Read this article if you want to know eight tips to keep your dog safe when it is hot and humid.
Tips to Keep Your Dog Safe This Summer
With warmer weather on the horizon, you can use these tips to keep your dog safe. The warmer months are often accompanied by heat and humidity, which can be dangerous for your pup if you do not exercise caution. The following are tips to keep your dog safe when it is hot and humid:
1) Take Walks During Cooler Hours
You should take your dog for a couple of good walks every day. Two 30 to 60 minute walks a day are what the experts say is ideal. The amount of time will generally depend on your pup’s age and overall health.
Walking your dog in the early morning hours and after dusk every day during the warmer months will help keep them safe. Heat builds up in the afternoon when the sun is highest in the sky. When it gets to about 3:00 pm, the sun is low enough in the sky to be hotter than at other times during the day. Avoid walking your dog during this time. Instead, stick to the early morning and evening hours.
2) Keep Your Dog Hydrated
Dogs tend to get dehydrated quickly, so having a portable water bottle with you to give your pup some fresh water is essential, especially during the warmer months. The PupFlask is an excellent example of a good-quality water bottle for your pup. You should always ensure your pup can access fresh water, whether inside or outside.

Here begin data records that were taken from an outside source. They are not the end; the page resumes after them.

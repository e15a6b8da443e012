//! Rolling per-backend performance tracking with cooldown
//!
//! Each backend has a bounded window of recent invocations. A backend whose
//! window shows a poor success rate or mean latency is put in cooldown and
//! excluded from primary selection until the cooldown elapses. Disabled
//! backends stay disabled for the rest of the session.

use crate::config::MonitorConfig;
use hazardlens_core::{AvailabilityState, BackendId};
use parking_lot::RwLock;
use serde::{Deserialize, Serialize};
use std::collections::{HashMap, VecDeque};
use std::time::Duration;
use tokio::time::Instant;
use tracing::{info, warn};

/// One backend invocation
#[derive(Debug, Clone, PartialEq, Eq)]
pub struct PerformanceRecord {
    pub backend: BackendId,
    pub latency_ms: u64,
    pub success: bool,
    pub timestamp: Instant,
}

/// Coarse health derived from the rolling window
#[derive(Debug, Clone, Copy, PartialEq, Eq, PartialOrd, Ord, Hash, Serialize, Deserialize)]
#[serde(rename_all = "SCREAMING_SNAKE_CASE")]
pub enum HealthGrade {
    Poor,
    Fair,
    Good,
    Excellent,
}

#[derive(Debug, Clone)]
enum BreakerState {
    Available,
    Cooldown { until: Instant },
    Disabled { reason: String },
}

#[derive(Debug)]
struct BackendStats {
    window: VecDeque<PerformanceRecord>,
    invocations: u64,
    state: BreakerState,
}

impl BackendStats {
    fn new() -> Self {
        Self {
            window: VecDeque::new(),
            invocations: 0,
            state: BreakerState::Available,
        }
    }

    fn success_rate(&self) -> Option<f64> {
        if self.window.is_empty() {
            return None;
        }
        let ok = self.window.iter().filter(|r| r.success).count();
        Some(ok as f64 / self.window.len() as f64)
    }

    fn mean_latency_ms(&self) -> Option<u64> {
        if self.window.is_empty() {
            return None;
        }
        let total: u64 = self.window.iter().map(|r| r.latency_ms).sum();
        Some(total / self.window.len() as u64)
    }

    /// Lift an expired cooldown
    fn settle(&mut self, now: Instant, backend: &BackendId) {
        if let BreakerState::Cooldown { until } = self.state {
            if now >= until {
                info!(backend = %backend, "Backend re-admitted after cooldown");
                self.state = BreakerState::Available;
            }
        }
    }
}

/// Read-only view of one backend's statistics
#[derive(Debug, Clone, PartialEq, Serialize, Deserialize)]
pub struct BackendHealth {
    pub backend: BackendId,
    pub grade: HealthGrade,
    pub availability: AvailabilityState,
    pub samples: usize,
    pub invocations: u64,
    pub success_rate: Option<f64>,
    pub mean_latency_ms: Option<u64>,
}

/// Tracks backend health; the only writer of its own windows
pub struct PerformanceMonitor {
    config: MonitorConfig,
    stats: RwLock<HashMap<BackendId, BackendStats>>,
}

impl PerformanceMonitor {
    pub fn new(config: MonitorConfig) -> Self {
        Self {
            config,
            stats: RwLock::new(HashMap::new()),
        }
    }

    fn cooldown(&self) -> Duration {
        Duration::from_millis(self.config.cooldown_ms)
    }

    /// Record one invocation outcome
    pub fn record(&self, backend: &BackendId, latency_ms: u64, success: bool) {
        let now = Instant::now();
        let mut stats = self.stats.write();
        let entry = stats.entry(backend.clone()).or_insert_with(BackendStats::new);

        if matches!(entry.state, BreakerState::Disabled { .. }) {
            return;
        }
        entry.settle(now, backend);

        entry.invocations += 1;
        entry.window.push_back(PerformanceRecord {
            backend: backend.clone(),
            latency_ms,
            success,
            timestamp: now,
        });
        while entry.window.len() > self.config.window_size.max(1) {
            entry.window.pop_front();
        }

        if !matches!(entry.state, BreakerState::Available)
            || entry.window.len() < self.config.min_samples
        {
            return;
        }

        let success_rate = entry.success_rate().unwrap_or(1.0);
        let mean_latency = entry.mean_latency_ms().unwrap_or(0);
        if success_rate < self.config.poor_success_rate || mean_latency > self.config.poor_latency_ms
        {
            warn!(
                backend = %backend,
                success_rate,
                mean_latency_ms = mean_latency,
                cooldown_ms = self.config.cooldown_ms,
                "Backend entering cooldown"
            );
            entry.state = BreakerState::Cooldown {
                until: now + self.cooldown(),
            };
            // fresh evidence after re-admission
            entry.window.clear();
        }
    }

    /// Grade from the rolling window; backends without samples grade `Good`
    pub fn health_grade(&self, backend: &BackendId) -> HealthGrade {
        let stats = self.stats.read();
        let Some(entry) = stats.get(backend) else {
            return HealthGrade::Good;
        };
        if matches!(entry.state, BreakerState::Disabled { .. }) {
            return HealthGrade::Poor;
        }
        self.grade(entry)
    }

    fn grade(&self, entry: &BackendStats) -> HealthGrade {
        let (Some(rate), Some(latency)) = (entry.success_rate(), entry.mean_latency_ms()) else {
            return HealthGrade::Good;
        };
        let poor_latency = self.config.poor_latency_ms;

        if rate >= 0.95 && latency <= poor_latency / 4 {
            HealthGrade::Excellent
        } else if rate >= 0.8 && latency <= poor_latency / 2 {
            HealthGrade::Good
        } else if rate >= self.config.poor_success_rate && latency <= poor_latency {
            HealthGrade::Fair
        } else {
            HealthGrade::Poor
        }
    }

    pub fn is_in_cooldown(&self, backend: &BackendId) -> bool {
        matches!(self.availability(backend), AvailabilityState::Cooldown { .. })
    }

    pub fn is_disabled(&self, backend: &BackendId) -> bool {
        self.availability(backend).is_disabled()
    }

    /// Current state, re-admitting the backend if its cooldown has expired
    pub fn availability(&self, backend: &BackendId) -> AvailabilityState {
        let now = Instant::now();
        let mut stats = self.stats.write();
        let Some(entry) = stats.get_mut(backend) else {
            return AvailabilityState::Available;
        };
        entry.settle(now, backend);

        match &entry.state {
            BreakerState::Available => AvailabilityState::Available,
            BreakerState::Cooldown { until } => AvailabilityState::Cooldown {
                remaining_ms: until.saturating_duration_since(now).as_millis() as u64,
            },
            BreakerState::Disabled { reason } => AvailabilityState::Disabled {
                reason: reason.clone(),
            },
        }
    }

    /// Disable a backend for the rest of the session
    pub fn disable(&self, backend: &BackendId, reason: impl Into<String>) {
        let reason = reason.into();
        let mut stats = self.stats.write();
        let entry = stats.entry(backend.clone()).or_insert_with(BackendStats::new);
        if !matches!(entry.state, BreakerState::Disabled { .. }) {
            warn!(backend = %backend, reason = %reason, "Backend disabled for session");
        }
        entry.state = BreakerState::Disabled { reason };
    }

    /// Invocations recorded since the session began
    pub fn invocation_count(&self, backend: &BackendId) -> u64 {
        self.stats
            .read()
            .get(backend)
            .map(|s| s.invocations)
            .unwrap_or(0)
    }

    /// Snapshot of every tracked backend
    pub fn snapshot(&self) -> Vec<BackendHealth> {
        let ids: Vec<BackendId> = self.stats.read().keys().cloned().collect();
        let mut health: Vec<BackendHealth> = ids
            .into_iter()
            .map(|id| {
                let availability = self.availability(&id);
                let grade = self.health_grade(&id);
                let stats = self.stats.read();
                let entry = stats.get(&id);
                BackendHealth {
                    grade,
                    availability,
                    samples: entry.map(|e| e.window.len()).unwrap_or(0),
                    invocations: entry.map(|e| e.invocations).unwrap_or(0),
                    success_rate: entry.and_then(|e| e.success_rate()),
                    mean_latency_ms: entry.and_then(|e| e.mean_latency_ms()),
                    backend: id,
                }
            })
            .collect();
        health.sort_by(|a, b| a.backend.cmp(&b.backend));
        health
    }
}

3) Watch for Signs of Heat Exhaustion
Heat exhaustion happens when your canine’s body temperature becomes elevated, and they cannot control their body heat. It is important to remember that animals are more sensitive to heat than humans are. There are many signs of heat exhaustion in your dog you should watch for:
- Excessive panting – Your dog may have trouble breathing in the heat and humidity. Faster, heavier panting is a sign of heat exhaustion and an early warning sign of a heat stroke.
- Bright red gums – Your dog’s gums should be powdery pink in color. Bright red gums and tongue are indicative of heat exhaustion.
- Excessive drooling – Your dog may be drooling uncontrollably, causing thick saliva.
- Increased heart rate – You can feel your dog’s elevated heartbeat on the left side of their chest close to their front elbow joint.
- Low energy or weakness – If your dog has heat exhaustion, they may be tired and sleep more than normal or have difficulty standing or moving around.
- Dehydration – Signs of dehydration consist of recessed, dry eyes, dry nose, dry, sticky gums, and a decreased energy level.
- Fever – If your pup has a temperature of above 103 degrees Fahrenheit, they have a fever.
- Vomiting or diarrhea – Soft stool or stool with blood could be a sign of heat exhaustion.
Another sign of heat exhaustion is poor skin elasticity. You can check your dog’s skin elasticity by lightly pulling up the skin at the back of their neck. The skin should immediately return to its normal position; if not, they may be dehydrated.
4) Do Not Walk Your Dog on Hot Pavement
Heat rising from the asphalt or concrete can cause your dog to overheat, and the surface temperature of the pavement can burn their little paw pads. You can get special booties for your pup in case there is a situation in which they may need to walk briefly on the hot ground. QUMY dog shoes can come to the rescue, and they come in several different colors and sizes.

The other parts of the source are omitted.